Who first conceived of intelligent life on other planets?

This idea has been around, obviously, for most of the 20th century, ever since Percy Lowell started speculating about canals on Mars, but I’m wondering if any ancient thinkers speculated that there could be life on other planets. What’s the oldest cite you can come up with? This seems a natural topic for philosophy, a sort of “abstract life, removed from the context of earthly considerations” but no names of philosophers or other thinkers comes readily to mind.

Anaxoragus believed in a plurality of worlds, and Democritus (via his atomic theory) reasoned that things were the same all over and likely that we were not the only planet. I’ve not got my books handy, but the thought is certainly 2500 years old.

That’d be Anaxagoras.

I’m not sure when people even realized that other planets were, well, actually planets rather than little balls in the sky, orbiting around in epicycles. Astronomy and celestial observations of the planets has a long history–in India, even preceeding the great astronomers of China by nearly a millenia, astronomers deduced much about the heavenly spheres that took the natural philosophers of the Renaissance-era centuries to discover on their own, and much later–but I don’t see any evidence that life was seriously postulated on other worlds until the 19th Century. In part, this would stand in contradiction, or a least serious revision, of most religious creation myths; the idea that the Earth, and the life upon it, is somehow unique and divinely inspired, is a common theme in essentially all religions.

Stranger

Well, how about A True Story, by Lucian of Samosata (c. 120-180 AD)? The protagonist helps to forestall a war between the inhabitants of the Sun and the Moon.

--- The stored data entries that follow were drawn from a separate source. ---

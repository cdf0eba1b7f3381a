//! Vector store abstraction over a region-filterable document collection.

use crate::types::Document;
use agri_core::AppResult;

/// A searchable document collection.
///
/// Implementations return candidates ordered by ascending distance. The
/// region filter is pushed down to the backend when given, but callers
/// still verify each candidate's region themselves.
#[async_trait::async_trait]
pub trait VectorStore: Send + Sync {
    /// Collection name (e.g. "golden").
    fn name(&self) -> &str;

    /// Return up to `k` nearest documents with their backend distance.
    ///
    /// `region_filter` is a canonical region label; `None` means no filter.
    async fn similarity_search_with_score(
        &self,
        query_embedding: &[f32],
        k: usize,
        region_filter: Option<&str>,
    ) -> AppResult<Vec<(Document, f32)>>;
}

/// Cosine similarity between two vectors.
///
/// Returns 0.0 for mismatched lengths or zero vectors.
pub fn cosine_similarity(a: &[f32], b: &[f32]) -> f32 {
    if a.len() != b.len() {
        return 0.0;
    }

    let dot_product: f32 = a.iter().zip(b.iter()).map(|(x, y)| x * y).sum();
    let norm_a: f32 = a.iter().map(|x| x * x).sum::<f32>().sqrt();
    let norm_b: f32 = b.iter().map(|x| x * x).sum::<f32>().sqrt();

    if norm_a == 0.0 || norm_b == 0.0 {
        return 0.0;
    }

    dot_product / (norm_a * norm_b)
}

#[cfg(test)]
mod tests {
    use super::*;

    #[test]
    fn test_cosine_identical_and_orthogonal() {
        assert!((cosine_similarity(&[1.0, 2.0], &[2.0, 4.0]) - 1.0).abs() < 1e-6);
        assert!(cosine_similarity(&[1.0, 0.0], &[0.0, 1.0]).abs() < 1e-6);
        assert!((cosine_similarity(&[1.0, 0.0], &[-1.0, 0.0]) + 1.0).abs() < 1e-6);
    }

    #[test]
    fn test_cosine_degenerate_inputs() {
        assert_eq!(cosine_similarity(&[1.0, 0.0], &[1.0]), 0.0);
        assert_eq!(cosine_similarity(&[0.0, 0.0], &[1.0, 1.0]), 0.0);
    }
}
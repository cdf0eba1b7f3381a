//! Logging infrastructure.
//!
//! Initializes the tracing subscriber for structured logging. All logs go to
//! stderr so stdout stays clean for answers and JSON output.

use std::io::IsTerminal;

use tracing_subscriber::{fmt, layer::SubscriberExt, util::SubscriberInitExt, EnvFilter};

use crate::error::{AppError, AppResult};

/// Initialize the tracing subscriber with stderr output.
///
/// # Arguments
/// * `log_level` - Optional filter override (e.g., "debug", "agri_pipeline=trace")
/// * `no_color` - Disable colored output
/// * `json` - Emit one JSON object per event instead of human-readable lines
///
/// # Example
/// ```no_run
/// use agri_core::logging::init_logging;
///
/// init_logging(None, false, false).expect("Failed to initialize logging");
/// ```
pub fn init_logging(log_level: Option<&str>, no_color: bool, json: bool) -> AppResult<()> {
    let default_level = std::env::var("RUST_LOG").unwrap_or_else(|_| "info".to_string());
    let filter_str = log_level.unwrap_or(&default_level);

    let env_filter = EnvFilter::try_new(filter_str)
        .map_err(|e| AppError::Config(format!("Invalid log filter: {}", e)))?;

    let registry = tracing_subscriber::registry().with(env_filter);

    let result = if json {
        registry
            .with(
                fmt::layer()
                    .json()
                    .with_writer(std::io::stderr)
                    .with_target(true),
            )
            .try_init()
    } else {
        registry
            .with(
                fmt::layer()
                    .with_writer(std::io::stderr)
                    .with_target(true)
                    .with_level(true)
                    .with_ansi(!no_color && supports_color()),
            )
            .try_init()
    };

    result.map_err(|e| AppError::Config(format!("Failed to init logging: {}", e)))
}

/// Check if stderr can render color.
fn supports_color() -> bool {
    if std::env::var("NO_COLOR").is_ok() {
        return false;
    }

    std::io::stderr().is_terminal()
}

#[cfg(test)]
mod tests {
    use super::*;

    #[test]
    fn test_invalid_filter_is_config_error() {
        let result = init_logging(Some("agri=loud"), true, false);
        assert!(matches!(result, Err(AppError::Config(_))));
    }

    #[test]
    fn test_init_logging() {
        // A global subscriber can only be set once per process
        let result = init_logging(None, true, false);
        assert!(result.is_ok() || result.is_err());
    }
}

IIRC the Aztecs believed either the moon or mars to be a dead world, which means one that used to have life.

The idea of visitors to earth from other planets goes back at least as far as Voltaire’s story Micromegas.

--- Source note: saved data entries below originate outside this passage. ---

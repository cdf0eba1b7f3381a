//! Completion provider crate for the agricultural advisor.
//!
//! A provider-agnostic [`LlmClient`] trait with blocking and streaming
//! completion, and two implementations:
//! - **Ollama**: Local runtime (default)
//! - **OpenAI**: Any OpenAI-compatible chat completions server
//!
//! # Example
//! ```no_run
//! use agri_llm::{LlmClient, LlmRequest, providers::OllamaClient};
//!
//! # async fn example() -> Result<(), Box<dyn std::error::Error>> {
//! let client = OllamaClient::new();
//! let request = LlmRequest::new("When is kharif sowing?", "llama3.2");
//! let response = client.complete(&request).await?;
//! println!("{}", response.content);
//! # Ok(())
//! # }
//! ```

pub mod client;
pub mod factory;
pub mod providers;
pub mod types;

// Re-export main types
pub use client::{LlmClient, LlmRequest, LlmResponse, LlmStream, LlmUsage, StreamEvent};
pub use factory::create_client;
pub use providers::{OllamaClient, OpenAiClient};
pub use types::ProviderType;
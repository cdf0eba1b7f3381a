//! Request, result, and diagnostic types shared across the pipeline.

use agri_core::ConfigOverrides;
use agri_knowledge::DocumentMetadata;
use serde::{Deserialize, Serialize};

/// Where an answer came from.
#[derive(Debug, Clone, Copy, PartialEq, Eq, Hash, Serialize, Deserialize)]
pub enum SourceLabel {
    /// Curated question/answer collection
    Golden,
    /// Package-of-practices collection
    #[serde(rename = "PoPs")]
    Pops,
    /// Generated without an accepted passage
    #[serde(rename = "LLM")]
    Llm,
    /// Out-of-domain refusal
    Refusal,
    /// Completion service unavailable
    Fallback,
}

impl SourceLabel {
    pub fn as_str(&self) -> &'static str {
        match self {
            Self::Golden => "Golden",
            Self::Pops => "PoPs",
            Self::Llm => "LLM",
            Self::Refusal => "Refusal",
            Self::Fallback => "Fallback",
        }
    }
}

impl std::fmt::Display for SourceLabel {
    fn fmt(&self, f: &mut std::fmt::Formatter<'_>) -> std::fmt::Result {
        f.write_str(self.as_str())
    }
}

/// One question/answer turn of a conversation.
#[derive(Debug, Clone, PartialEq, Eq, Serialize, Deserialize)]
pub struct Exchange {
    pub question: String,
    pub answer: String,
}

impl Exchange {
    pub fn new(question: impl Into<String>, answer: impl Into<String>) -> Self {
        Self {
            question: question.into(),
            answer: answer.into(),
        }
    }
}

/// A question submitted to the pipeline.
#[derive(Debug, Clone, Default, Serialize, Deserialize)]
#[serde(default)]
pub struct PipelineRequest {
    pub question: String,

    /// Earlier turns, oldest first
    pub history: Vec<Exchange>,

    /// Region the user declared (state or district)
    pub user_region: Option<String>,

    /// Request-scoped configuration adjustments
    pub overrides: ConfigOverrides,
}

impl PipelineRequest {
    pub fn new(question: impl Into<String>) -> Self {
        Self {
            question: question.into(),
            ..Default::default()
        }
    }

    pub fn with_region(mut self, region: impl Into<String>) -> Self {
        self.user_region = Some(region.into());
        self
    }

    pub fn with_history(mut self, history: Vec<Exchange>) -> Self {
        self.history = history;
        self
    }

    pub fn with_overrides(mut self, overrides: ConfigOverrides) -> Self {
        self.overrides = overrides;
        self
    }
}

/// A retrieved passage with independently recomputed similarity.
#[derive(Debug, Clone, PartialEq, Serialize, Deserialize)]
pub struct RetrieverHit {
    pub source: SourceLabel,

    /// Passage text (never empty)
    pub content: String,

    pub metadata: DocumentMetadata,

    /// The index's native distance
    pub distance: f32,

    /// Cosine similarity between the query and passage embeddings
    pub cosine: f32,

    /// Region filter the hit was found under
    pub region_used: String,
}

/// Why a source did or did not supply the answer.
#[derive(Debug, Clone, Copy, PartialEq, Eq, Serialize, Deserialize, Default)]
#[serde(rename_all = "snake_case")]
pub enum SourceOutcome {
    #[default]
    NotConsulted,
    Disabled,
    /// A higher-priority source already answered
    Skipped,
    NoResults,
    BelowThreshold,
    FilteredByKeywords,
    Accepted,
}

/// Per-source retrieval diagnostics.
#[derive(Debug, Clone, Default, PartialEq, Serialize, Deserialize)]
pub struct SourceDiagnostics {
    pub attempted: bool,
    pub regions_tried: Vec<String>,
    pub region_used: Option<String>,
    pub candidates: usize,
    pub best_cosine: Option<f32>,
    pub best_distance: Option<f32>,
    /// Hits that passed thresholds but failed the keyword gate
    pub filtered_for_context: usize,
    pub outcome: SourceOutcome,
}

#[derive(Debug, Clone, Default, PartialEq, Serialize, Deserialize)]
pub struct Diagnostics {
    pub golden: SourceDiagnostics,
    pub pops: SourceDiagnostics,
}

/// Result of the intent check.
#[derive(Debug, Clone, Copy, PartialEq, Eq, Serialize, Deserialize)]
pub struct IntentDecision {
    /// Keyword table matched
    pub heuristic: bool,

    /// Classifier label; `None` when not asked or unparsable
    pub llm: Option<bool>,

    /// Question was treated as a follow-up to the previous turn
    pub follow_up: bool,
}

impl IntentDecision {
    pub fn is_agricultural(&self) -> bool {
        self.heuristic || self.llm == Some(true)
    }
}

/// Non-answer details attached to a result.
#[derive(Debug, Clone, Default, PartialEq, Serialize, Deserialize)]
pub struct ResultMetadata {
    #[serde(skip_serializing_if = "Option::is_none")]
    pub intent: Option<IntentDecision>,

    /// Region filters in the order they were tried
    pub regions: Vec<String>,

    /// Sources that returned candidates
    pub retrieved_sources: Vec<SourceLabel>,

    #[serde(skip_serializing_if = "Option::is_none")]
    pub diagnostics: Option<Diagnostics>,

    /// Synthesis ran without any accepted passage
    pub context_note: bool,

    /// Conversation memory was attached to the prompt
    pub conversation_attached: bool,

    #[serde(skip_serializing_if = "Option::is_none")]
    pub generation_error: Option<String>,
}

/// The pipeline's answer to one request.
#[derive(Debug, Clone, PartialEq, Serialize, Deserialize)]
pub struct PipelineResult {
    pub answer: String,
    pub source: SourceLabel,

    /// Cosine of the passage the answer rests on (0.0 when none)
    pub similarity: f32,

    /// Distance of that passage
    pub distance: Option<f32>,

    pub metadata: ResultMetadata,

    /// Ordered reasoning trace
    pub trace: Vec<String>,

    pub clarifying_questions: Vec<String>,
}

impl PipelineResult {
    pub fn new(answer: impl Into<String>, source: SourceLabel) -> Self {
        Self {
            answer: answer.into(),
            source,
            similarity: 0.0,
            distance: None,
            metadata: ResultMetadata::default(),
            trace: Vec::new(),
            clarifying_questions: Vec::new(),
        }
    }

    pub(crate) fn with_hit(mut self, hit: &RetrieverHit) -> Self {
        self.similarity = hit.cosine;
        self.distance = Some(hit.distance);
        self
    }
}

#[cfg(test)]
mod tests {
    use super::*;

    #[test]
    fn test_source_label_serialization() {
        assert_eq!(serde_json::to_value(SourceLabel::Pops).unwrap(), "PoPs");
        assert_eq!(serde_json::to_value(SourceLabel::Llm).unwrap(), "LLM");
        assert_eq!(serde_json::to_value(SourceLabel::Golden).unwrap(), "Golden");

        let back: SourceLabel = serde_json::from_str("\"PoPs\"").unwrap();
        assert_eq!(back, SourceLabel::Pops);
        assert_eq!(SourceLabel::Refusal.to_string(), "Refusal");
    }

    #[test]
    fn test_intent_decision_is_or() {
        let decision = IntentDecision {
            heuristic: false,
            llm: Some(true),
            follow_up: false,
        };
        assert!(decision.is_agricultural());

        let decision = IntentDecision {
            heuristic: false,
            llm: None,
            follow_up: false,
        };
        assert!(!decision.is_agricultural());
    }

    #[test]
    fn test_request_deserializes_with_defaults() {
        let request: PipelineRequest =
            serde_json::from_str(r#"{"question": "When to sow wheat?"}"#).unwrap();
        assert!(request.history.is_empty());
        assert!(request.overrides.is_empty());
        assert!(request.user_region.is_none());
    }
}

Even before him, in relatively recent times Johannes Kepler wrote of a trip to the moon and visiting the inhabitants there.
But the ancient writers cited above certainly predate Voltaire and Kepler.

The idea of profoundly non-human inhabitants of other worlds, as far as I can tell, goes back only to H.G. wells, with first his Martian invaders and later his insect-like Selenites. Other writers about the same time (as well as those cited above) saw the extraterrestrials as human, perhaps with a few minor changes. Odd, when you consider that even in anncient times people related and believed stories about races of huge-eared people, people with one large foot, centaurs, and cyclopes.

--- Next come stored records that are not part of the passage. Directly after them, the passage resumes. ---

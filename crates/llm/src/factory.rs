//! Completion client factory.
//!
//! Resolves a provider name from configuration into a concrete client.

use crate::client::LlmClient;
use crate::providers::{ollama::DEFAULT_OLLAMA_URL, openai::DEFAULT_OPENAI_URL};
use crate::providers::{OllamaClient, OpenAiClient};
use crate::types::ProviderType;
use agri_core::{AppError, AppResult};
use std::sync::Arc;

/// Create a completion client based on the provider name.
///
/// # Arguments
/// * `provider` - Provider identifier ("ollama", "openai")
/// * `endpoint` - Optional custom endpoint URL
/// * `api_key` - API key, required for OpenAI
///
/// # Errors
/// Returns `AppError::Llm` if the provider is unknown or a required key is
/// missing.
pub fn create_client(
    provider: &str,
    endpoint: Option<&str>,
    api_key: Option<&str>,
) -> AppResult<Arc<dyn LlmClient>> {
    let provider_type = ProviderType::parse(provider)
        .ok_or_else(|| AppError::Llm(format!("Unknown provider: {}", provider)))?;

    match provider_type {
        ProviderType::Ollama => {
            let base_url = endpoint.unwrap_or(DEFAULT_OLLAMA_URL);
            tracing::debug!("Using Ollama at {}", base_url);
            Ok(Arc::new(OllamaClient::with_base_url(base_url)))
        }
        ProviderType::OpenAI => {
            let api_key = api_key.ok_or_else(|| {
                AppError::Llm("OpenAI provider requires API key".to_string())
            })?;
            let base_url = endpoint.unwrap_or(DEFAULT_OPENAI_URL);
            tracing::debug!("Using OpenAI-compatible endpoint {}", base_url);
            Ok(Arc::new(OpenAiClient::with_base_url(base_url, api_key)))
        }
    }
}
//! Prompt builder for rendering templates.

use crate::types::{BuiltPrompt, PromptDefinition};
use agri_core::{AppError, AppResult};
use handlebars::Handlebars;
use std::collections::HashMap;

/// Build a prompt from a definition and input variables.
///
/// Both the system template (if any) and the user template are rendered
/// with the same variables. Missing variables render as empty strings, so
/// optional sections can be guarded with `{{#if name}}`.
///
/// # Example
/// ```no_run
/// use agri_prompt::{build_prompt, PromptDefinition};
/// use std::collections::HashMap;
///
/// # fn example(def: PromptDefinition) -> Result<(), Box<dyn std::error::Error>> {
/// let mut vars = HashMap::new();
/// vars.insert("question".to_string(), "When to sow mustard?".to_string());
///
/// let built = build_prompt(&def, vars)?;
/// println!("User prompt: {}", built.user);
/// # Ok(())
/// # }
/// ```
pub fn build_prompt(
    definition: &PromptDefinition,
    variables: HashMap<String, String>,
) -> AppResult<BuiltPrompt> {
    tracing::debug!("Building prompt: {}", definition.id);

    let user = render_template(&definition.template, &variables)?;
    let system = definition
        .system
        .as_deref()
        .map(|template| render_template(template, &variables))
        .transpose()?
        .map(|s| s.trim().to_string())
        .filter(|s| !s.is_empty());

    Ok(BuiltPrompt::new(
        system,
        user.trim().to_string(),
        definition.id.clone(),
        variables,
    ))
}

/// Render a Handlebars template with variables.
fn render_template(template: &str, variables: &HashMap<String, String>) -> AppResult<String> {
    let mut handlebars = Handlebars::new();

    // Plain text, not HTML
    handlebars.register_escape_fn(handlebars::no_escape);

    handlebars
        .register_template_string("prompt", template)
        .map_err(|e| AppError::Prompt(format!("Failed to register template: {}", e)))?;

    let rendered = handlebars
        .render("prompt", &variables)
        .map_err(|e| AppError::Prompt(format!("Failed to render template: {}", e)))?;

    Ok(rendered)
}
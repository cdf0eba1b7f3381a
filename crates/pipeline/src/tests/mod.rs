//! End-to-end pipeline scenarios over in-crate fakes.


use crate::orchestrator::Pipeline;
use agri_core::{AppError, AppResult, PipelineConfig};
use agri_knowledge::{Document, DocumentMetadata, EmbeddingProvider, RegionTag, VectorStore};
use agri_llm::{LlmClient, LlmRequest, LlmResponse, LlmStream, LlmUsage, StreamEvent};
use agri_prompt::PromptLibrary;
use std::sync::atomic::{AtomicUsize, Ordering};
use std::sync::{Arc, Mutex};

/// Which prompt a completion request was rendered from.
#[derive(Debug, Clone, Copy, PartialEq, Eq)]
pub(crate) enum CallKind {
    Intent,
    Clarify,
    Answer,
}

fn route(request: &LlmRequest) -> CallKind {
    if request.prompt.contains("Reply with yes or no") {
        CallKind::Intent
    } else if request.prompt.contains("did not answer this confidently") {
        CallKind::Clarify
    } else {
        CallKind::Answer
    }
}

/// Completion client with canned replies per prompt kind.
#[derive(Debug)]
pub(crate) struct ScriptedLlm {
    intent: Result<String, String>,
    clarify: String,
    answer: Result<String, String>,
    calls: Mutex<Vec<(CallKind, LlmRequest)>>,
}

impl ScriptedLlm {
    pub fn new() -> Self {
        Self {
            intent: Ok("no".to_string()),
            clarify: "none".to_string(),
            answer: Ok("Generated answer.".to_string()),
            calls: Mutex::new(Vec::new()),
        }
    }

    pub fn intent(mut self, reply: &str) -> Self {
        self.intent = Ok(reply.to_string());
        self
    }

    pub fn failing_intent(mut self, error: &str) -> Self {
        self.intent = Err(error.to_string());
        self
    }

    pub fn clarify(mut self, reply: &str) -> Self {
        self.clarify = reply.to_string();
        self
    }

    pub fn answer(mut self, reply: &str) -> Self {
        self.answer = Ok(reply.to_string());
        self
    }

    pub fn failing_answer(mut self, error: &str) -> Self {
        self.answer = Err(error.to_string());
        self
    }

    pub fn count(&self, kind: CallKind) -> usize {
        self.calls.lock().unwrap().iter().filter(|(k, _)| *k == kind).count()
    }

    pub fn prompts(&self, kind: CallKind) -> Vec<String> {
        self.calls
            .lock()
            .unwrap()
            .iter()
            .filter(|(k, _)| *k == kind)
            .map(|(_, request)| request.prompt.clone())
            .collect()
    }

    pub fn requests(&self, kind: CallKind) -> Vec<LlmRequest> {
        self.calls
            .lock()
            .unwrap()
            .iter()
            .filter(|(k, _)| *k == kind)
            .map(|(_, request)| request.clone())
            .collect()
    }

    fn record(&self, request: &LlmRequest) -> CallKind {
        let kind = route(request);
        self.calls.lock().unwrap().push((kind, request.clone()));
        kind
    }

    fn reply(&self, kind: CallKind) -> AppResult<String> {
        match kind {
            CallKind::Intent => self.intent.clone().map_err(AppError::Llm),
            CallKind::Clarify => Ok(self.clarify.clone()),
            CallKind::Answer => self.answer.clone().map_err(AppError::Llm),
        }
    }
}

#[async_trait::async_trait]
impl LlmClient for ScriptedLlm {
    fn provider_name(&self) -> &str {
        "scripted"
    }

    async fn complete(&self, request: &LlmRequest) -> AppResult<LlmResponse> {
        let kind = self.record(request);
        Ok(LlmResponse {
            content: self.reply(kind)?,
            model: request.model.clone(),
            usage: LlmUsage::default(),
        })
    }

    async fn stream(&self, request: &LlmRequest) -> AppResult<LlmStream> {
        let kind = self.record(request);
        let text = self.reply(kind)?;

        // Small uneven tokens, then a doubled terminal event
        let mut events: Vec<StreamEvent> = text
            .split_inclusive(' ')
            .map(|token| StreamEvent::Token(token.to_string()))
            .collect();
        events.push(StreamEvent::Done(None));
        events.push(StreamEvent::Done(Some(LlmUsage::new(10, 5))));
        Ok(Box::pin(futures::stream::iter(events)))
    }
}

/// In-memory collection that counts searches.
#[derive(Debug)]
pub(crate) struct CountingStore {
    name: String,
    docs: Vec<(Document, f32)>,
    fail: bool,
    calls: AtomicUsize,
}

impl CountingStore {
    pub fn new(name: &str, docs: Vec<(Document, f32)>) -> Self {
        Self {
            name: name.to_string(),
            docs,
            fail: false,
            calls: AtomicUsize::new(0),
        }
    }

    pub fn failing(name: &str) -> Self {
        Self {
            fail: true,
            ..Self::new(name, Vec::new())
        }
    }

    pub fn calls(&self) -> usize {
        self.calls.load(Ordering::SeqCst)
    }
}

#[async_trait::async_trait]
impl VectorStore for CountingStore {
    fn name(&self) -> &str {
        &self.name
    }

    async fn similarity_search_with_score(
        &self,
        _query_embedding: &[f32],
        k: usize,
        region_filter: Option<&str>,
    ) -> AppResult<Vec<(Document, f32)>> {
        self.calls.fetch_add(1, Ordering::SeqCst);
        if self.fail {
            return Err(AppError::Retrieval("index unreachable".to_string()));
        }

        let key = region_filter.map(|region| RegionTag::parse(region).key());
        let mut hits: Vec<(Document, f32)> = self
            .docs
            .iter()
            .filter(|(doc, _)| key.as_ref().is_none_or(|key| doc.metadata.region.key() == *key))
            .cloned()
            .collect();
        hits.sort_by(|a, b| a.1.total_cmp(&b.1));
        hits.truncate(k);
        Ok(hits)
    }
}

/// Embeds every query as the unit x-axis, so a stored document embedding
/// `[c, sqrt(1 - c²)]` has cosine exactly `c`.
#[derive(Debug)]
pub(crate) struct AxisEmbedder;

#[async_trait::async_trait]
impl EmbeddingProvider for AxisEmbedder {
    fn provider_name(&self) -> &str {
        "axis"
    }

    fn model_name(&self) -> &str {
        "axis-v1"
    }

    fn dimensions(&self) -> usize {
        2
    }

    async fn embed_batch(&self, texts: &[String]) -> AppResult<Vec<Vec<f32>>> {
        Ok(texts.iter().map(|_| vec![1.0, 0.0]).collect())
    }
}

/// A stored passage with the given cosine to any query, and index distance.
pub(crate) fn doc(content: &str, region: &str, topic: Option<&str>, cosine: f32, distance: f32) -> (Document, f32) {
    let metadata = DocumentMetadata::new(RegionTag::parse(region), topic.map(str::to_string));
    let embedding = vec![cosine, (1.0 - cosine * cosine).max(0.0).sqrt()];
    (Document::new(content, metadata).with_embedding(embedding), distance)
}

pub(crate) struct Harness {
    pub pipeline: Pipeline,
    pub llm: Arc<ScriptedLlm>,
    pub golden: Arc<CountingStore>,
    pub pops: Arc<CountingStore>,
}

pub(crate) fn harness_with(
    config: PipelineConfig,
    llm: ScriptedLlm,
    golden: CountingStore,
    pops: CountingStore,
) -> Harness {
    let llm = Arc::new(llm);
    let golden = Arc::new(golden);
    let pops = Arc::new(pops);

    let pipeline = Pipeline::new(
        Arc::new(config),
        llm.clone(),
        "test-model",
        Arc::new(AxisEmbedder),
        golden.clone(),
        pops.clone(),
        &PromptLibrary::builtin().unwrap(),
    )
    .unwrap();

    Harness {
        pipeline,
        llm,
        golden,
        pops,
    }
}

pub(crate) fn harness(
    llm: ScriptedLlm,
    golden: Vec<(Document, f32)>,
    pops: Vec<(Document, f32)>,
) -> Harness {
    harness_with(
        PipelineConfig::default(),
        llm,
        CountingStore::new("golden", golden),
        CountingStore::new("pops", pops),
    )
}

pub(crate) fn punjab_wheat_golden() -> (Document, f32) {
    doc(
        "Question: What is the seed rate for wheat?\nAnswer: Use 40 kg seed per acre for timely sown wheat.",
        "Punjab",
        Some("wheat"),
        0.82,
        0.2,
    )
}

pub(crate) fn general_wheat_pops() -> (Document, f32) {
    doc(
        "Sow wheat seed at 100 kg per hectare in rows 20 cm apart during the first fortnight of November.",
        "All India",
        Some("wheat"),
        0.7,
        0.6,
    )
}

Divinely inspired, yes. But unique? Is it really the case that essentially all religions maintain that god is not allowed to create life elsewhere?

That seems to be implicit in most religious thought–it is certainly dominant in traditional Judeo-Christian thinking–but I wouldn’t say it’s a hard fact, just a generalization.

Stranger

I would have said that most religions simply don’t address the issue of life elsewhere, beyond the obvious “God created everything.” Is there a passage in the Bible that you’re thinking of?